Line by line, count where the string "impl" appears in the listing, then give the number of such lines alone.

The input:

>>>

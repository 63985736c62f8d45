use chrono::{DateTime, Utc};
use serde::{Deserialize, Serialize};

/// A committed trade. `id` is assigned by the trade store.
#[derive(Debug, Clone, PartialEq, Serialize, Deserialize)]
pub struct Trade {
    pub id: i64,
    pub result: f64,
    pub timestamp: DateTime<Utc>,
}

impl Trade {
    pub fn is_win(&self) -> bool {
        self.result > 0.0
    }

    pub fn is_loss(&self) -> bool {
        self.result < 0.0
    }

    pub fn to_record(&self) -> TradeRecord {
        TradeRecord {
            id: Some(self.id),
            result: self.result,
            timestamp: self.timestamp,
        }
    }
}

/// A trade not yet written to storage.
#[derive(Debug, Clone, Copy, PartialEq)]
pub struct NewTrade {
    pub result: f64,
    pub timestamp: DateTime<Utc>,
}

impl NewTrade {
    pub fn new(result: f64) -> Self {
        Self {
            result,
            timestamp: Utc::now(),
        }
    }

    pub fn at(result: f64, timestamp: DateTime<Utc>) -> Self {
        Self { result, timestamp }
    }
}

/// Plain trade record as it appears in exports and backup snapshots. The id
/// is informational only; imports always get fresh identities.
#[derive(Debug, Clone, PartialEq, Serialize, Deserialize)]
pub struct TradeRecord {
    #[serde(default, skip_serializing_if = "Option::is_none")]
    pub id: Option<i64>,
    pub result: f64,
    pub timestamp: DateTime<Utc>,
}

impl TradeRecord {
    pub fn to_new_trade(&self) -> NewTrade {
        NewTrade::at(self.result, self.timestamp)
    }

    /// Identity used when unioning trade lists from several snapshots.
    pub fn dedup_key(&self) -> (i64, u64) {
        (self.timestamp.timestamp_millis(), self.result.to_bits())
    }
}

<<<

Answer box:
3